Exercise goal
Scan the entries below. List each line with "UnreadableDirectory".

*** Begin section ***

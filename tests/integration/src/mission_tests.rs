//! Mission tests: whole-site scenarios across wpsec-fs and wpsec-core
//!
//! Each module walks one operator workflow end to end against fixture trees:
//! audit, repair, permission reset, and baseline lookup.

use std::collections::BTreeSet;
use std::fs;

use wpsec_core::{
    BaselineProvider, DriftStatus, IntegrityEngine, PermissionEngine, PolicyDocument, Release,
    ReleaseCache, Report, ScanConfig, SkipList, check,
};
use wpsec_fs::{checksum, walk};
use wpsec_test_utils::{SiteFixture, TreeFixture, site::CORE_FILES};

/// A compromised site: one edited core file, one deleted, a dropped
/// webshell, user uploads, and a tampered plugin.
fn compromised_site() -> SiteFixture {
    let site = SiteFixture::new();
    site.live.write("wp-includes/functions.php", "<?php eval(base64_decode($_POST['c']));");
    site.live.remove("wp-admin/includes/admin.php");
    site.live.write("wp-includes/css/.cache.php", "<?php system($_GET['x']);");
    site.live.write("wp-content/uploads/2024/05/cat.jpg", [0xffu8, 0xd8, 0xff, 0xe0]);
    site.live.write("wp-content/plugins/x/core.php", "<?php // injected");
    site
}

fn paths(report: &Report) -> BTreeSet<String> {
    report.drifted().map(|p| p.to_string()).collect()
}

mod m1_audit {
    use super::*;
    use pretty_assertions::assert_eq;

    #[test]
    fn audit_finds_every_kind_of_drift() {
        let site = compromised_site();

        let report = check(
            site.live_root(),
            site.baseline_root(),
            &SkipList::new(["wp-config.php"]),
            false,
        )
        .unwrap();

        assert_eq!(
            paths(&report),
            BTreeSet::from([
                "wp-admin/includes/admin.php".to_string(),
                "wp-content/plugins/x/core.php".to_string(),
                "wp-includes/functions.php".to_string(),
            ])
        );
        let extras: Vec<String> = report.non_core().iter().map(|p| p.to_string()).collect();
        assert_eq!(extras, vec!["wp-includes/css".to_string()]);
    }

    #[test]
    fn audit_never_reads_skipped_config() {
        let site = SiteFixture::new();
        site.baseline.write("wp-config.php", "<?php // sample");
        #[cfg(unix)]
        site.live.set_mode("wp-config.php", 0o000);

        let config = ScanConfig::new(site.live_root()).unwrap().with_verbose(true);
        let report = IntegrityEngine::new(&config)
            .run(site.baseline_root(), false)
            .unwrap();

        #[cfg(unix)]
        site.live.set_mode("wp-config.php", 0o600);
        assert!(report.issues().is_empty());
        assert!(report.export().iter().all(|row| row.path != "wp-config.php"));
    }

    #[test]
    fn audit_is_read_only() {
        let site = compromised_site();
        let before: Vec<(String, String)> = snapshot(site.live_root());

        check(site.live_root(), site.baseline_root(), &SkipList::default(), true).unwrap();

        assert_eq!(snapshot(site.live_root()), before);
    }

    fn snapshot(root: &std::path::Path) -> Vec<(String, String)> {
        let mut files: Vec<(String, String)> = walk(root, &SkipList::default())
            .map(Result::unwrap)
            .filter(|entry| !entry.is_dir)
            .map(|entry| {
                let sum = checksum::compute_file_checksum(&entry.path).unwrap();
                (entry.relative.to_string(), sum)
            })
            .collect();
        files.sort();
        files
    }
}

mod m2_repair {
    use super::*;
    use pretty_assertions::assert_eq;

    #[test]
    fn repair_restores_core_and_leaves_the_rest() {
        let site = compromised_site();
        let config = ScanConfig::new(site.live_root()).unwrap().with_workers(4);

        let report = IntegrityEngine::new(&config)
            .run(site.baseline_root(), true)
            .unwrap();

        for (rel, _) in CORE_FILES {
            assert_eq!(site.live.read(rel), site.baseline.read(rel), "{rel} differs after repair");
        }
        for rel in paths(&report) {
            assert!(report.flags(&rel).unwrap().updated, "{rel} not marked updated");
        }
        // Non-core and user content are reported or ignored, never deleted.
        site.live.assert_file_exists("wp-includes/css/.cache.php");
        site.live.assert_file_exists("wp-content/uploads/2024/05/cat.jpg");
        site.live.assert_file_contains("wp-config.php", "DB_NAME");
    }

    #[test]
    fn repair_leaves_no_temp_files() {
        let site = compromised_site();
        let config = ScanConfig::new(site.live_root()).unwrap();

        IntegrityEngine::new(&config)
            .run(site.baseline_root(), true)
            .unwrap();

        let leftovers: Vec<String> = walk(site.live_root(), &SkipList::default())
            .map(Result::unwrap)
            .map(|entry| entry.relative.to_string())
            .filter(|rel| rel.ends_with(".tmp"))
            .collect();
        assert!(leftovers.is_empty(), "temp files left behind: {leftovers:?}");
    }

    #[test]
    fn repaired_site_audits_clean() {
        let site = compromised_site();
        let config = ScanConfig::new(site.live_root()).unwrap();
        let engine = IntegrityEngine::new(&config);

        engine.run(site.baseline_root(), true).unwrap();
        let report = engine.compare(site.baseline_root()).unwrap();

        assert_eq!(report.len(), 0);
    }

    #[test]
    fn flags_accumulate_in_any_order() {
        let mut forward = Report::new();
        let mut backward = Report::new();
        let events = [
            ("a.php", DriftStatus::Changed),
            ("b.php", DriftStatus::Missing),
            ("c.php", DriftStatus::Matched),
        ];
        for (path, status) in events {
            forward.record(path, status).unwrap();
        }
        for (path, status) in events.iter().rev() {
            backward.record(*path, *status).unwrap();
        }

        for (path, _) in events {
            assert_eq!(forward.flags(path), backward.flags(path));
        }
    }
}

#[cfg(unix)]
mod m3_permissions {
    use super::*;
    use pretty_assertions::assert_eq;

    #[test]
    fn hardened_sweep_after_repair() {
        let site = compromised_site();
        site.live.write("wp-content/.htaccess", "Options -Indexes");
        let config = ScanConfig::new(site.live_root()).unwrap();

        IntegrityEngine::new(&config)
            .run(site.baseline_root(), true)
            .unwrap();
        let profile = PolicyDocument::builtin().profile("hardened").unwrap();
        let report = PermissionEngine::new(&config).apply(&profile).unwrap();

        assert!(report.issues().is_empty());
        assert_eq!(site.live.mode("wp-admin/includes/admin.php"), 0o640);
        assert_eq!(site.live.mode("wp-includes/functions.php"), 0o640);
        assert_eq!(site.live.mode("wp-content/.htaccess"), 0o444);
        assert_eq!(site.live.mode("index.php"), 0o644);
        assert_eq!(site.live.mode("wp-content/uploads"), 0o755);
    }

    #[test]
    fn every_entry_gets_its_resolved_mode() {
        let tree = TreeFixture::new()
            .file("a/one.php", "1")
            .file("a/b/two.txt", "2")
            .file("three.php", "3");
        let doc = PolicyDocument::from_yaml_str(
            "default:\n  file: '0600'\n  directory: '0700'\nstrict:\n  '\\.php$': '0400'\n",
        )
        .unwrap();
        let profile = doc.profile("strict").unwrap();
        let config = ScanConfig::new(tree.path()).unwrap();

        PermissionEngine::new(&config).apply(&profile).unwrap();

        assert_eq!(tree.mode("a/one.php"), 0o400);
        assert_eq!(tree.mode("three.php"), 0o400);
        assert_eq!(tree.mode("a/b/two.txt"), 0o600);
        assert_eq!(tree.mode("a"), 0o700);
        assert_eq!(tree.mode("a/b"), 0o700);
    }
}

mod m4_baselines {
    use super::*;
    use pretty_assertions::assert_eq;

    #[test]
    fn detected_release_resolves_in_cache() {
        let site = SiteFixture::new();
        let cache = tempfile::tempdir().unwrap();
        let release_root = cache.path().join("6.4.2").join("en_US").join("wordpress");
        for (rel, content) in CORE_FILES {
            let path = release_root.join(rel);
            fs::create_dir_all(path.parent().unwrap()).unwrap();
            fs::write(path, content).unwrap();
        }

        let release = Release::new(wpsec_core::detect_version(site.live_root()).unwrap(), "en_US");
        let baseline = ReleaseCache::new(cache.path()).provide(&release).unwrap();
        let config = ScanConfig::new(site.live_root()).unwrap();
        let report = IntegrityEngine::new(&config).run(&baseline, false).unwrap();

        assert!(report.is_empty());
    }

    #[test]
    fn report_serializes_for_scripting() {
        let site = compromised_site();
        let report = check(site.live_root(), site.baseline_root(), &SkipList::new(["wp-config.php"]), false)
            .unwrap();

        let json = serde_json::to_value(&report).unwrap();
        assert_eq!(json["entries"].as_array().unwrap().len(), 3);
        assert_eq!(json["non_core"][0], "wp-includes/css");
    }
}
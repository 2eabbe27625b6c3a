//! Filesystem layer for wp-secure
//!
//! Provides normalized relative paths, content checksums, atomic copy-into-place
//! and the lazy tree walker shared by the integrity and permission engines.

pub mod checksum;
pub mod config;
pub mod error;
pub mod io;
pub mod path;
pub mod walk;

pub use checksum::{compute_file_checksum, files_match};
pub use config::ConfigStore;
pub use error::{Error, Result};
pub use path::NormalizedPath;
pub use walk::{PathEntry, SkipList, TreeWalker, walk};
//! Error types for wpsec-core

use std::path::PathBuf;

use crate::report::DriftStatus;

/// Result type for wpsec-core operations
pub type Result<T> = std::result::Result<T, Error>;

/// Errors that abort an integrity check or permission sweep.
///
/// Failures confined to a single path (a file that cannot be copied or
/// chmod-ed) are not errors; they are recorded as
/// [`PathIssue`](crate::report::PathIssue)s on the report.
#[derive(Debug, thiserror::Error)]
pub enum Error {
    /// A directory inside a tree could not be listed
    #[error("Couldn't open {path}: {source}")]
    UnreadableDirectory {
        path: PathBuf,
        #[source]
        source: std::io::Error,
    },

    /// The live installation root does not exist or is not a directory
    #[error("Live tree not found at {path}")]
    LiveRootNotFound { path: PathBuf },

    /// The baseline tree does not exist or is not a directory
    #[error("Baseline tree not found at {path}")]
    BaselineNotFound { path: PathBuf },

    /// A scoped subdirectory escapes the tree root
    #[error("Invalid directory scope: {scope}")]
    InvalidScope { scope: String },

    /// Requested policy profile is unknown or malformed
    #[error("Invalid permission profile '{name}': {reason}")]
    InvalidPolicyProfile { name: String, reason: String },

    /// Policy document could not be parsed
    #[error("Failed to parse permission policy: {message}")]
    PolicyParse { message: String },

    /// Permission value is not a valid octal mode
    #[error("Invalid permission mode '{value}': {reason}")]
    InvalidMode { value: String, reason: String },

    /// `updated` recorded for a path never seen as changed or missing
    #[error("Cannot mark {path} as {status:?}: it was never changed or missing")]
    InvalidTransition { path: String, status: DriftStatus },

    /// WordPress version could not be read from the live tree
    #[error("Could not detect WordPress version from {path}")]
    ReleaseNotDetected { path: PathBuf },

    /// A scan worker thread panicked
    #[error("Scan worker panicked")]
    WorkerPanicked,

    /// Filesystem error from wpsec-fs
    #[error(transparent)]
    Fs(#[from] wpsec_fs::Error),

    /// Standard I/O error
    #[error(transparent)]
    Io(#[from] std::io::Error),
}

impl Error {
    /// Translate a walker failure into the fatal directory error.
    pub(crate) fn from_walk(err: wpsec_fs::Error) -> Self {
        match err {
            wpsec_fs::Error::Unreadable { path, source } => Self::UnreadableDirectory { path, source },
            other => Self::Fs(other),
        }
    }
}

*** End section ***

Solution to the problem
    UnreadableDirectory {
            wpsec_fs::Error::Unreadable { path, source } => Self::UnreadableDirectory { path, source },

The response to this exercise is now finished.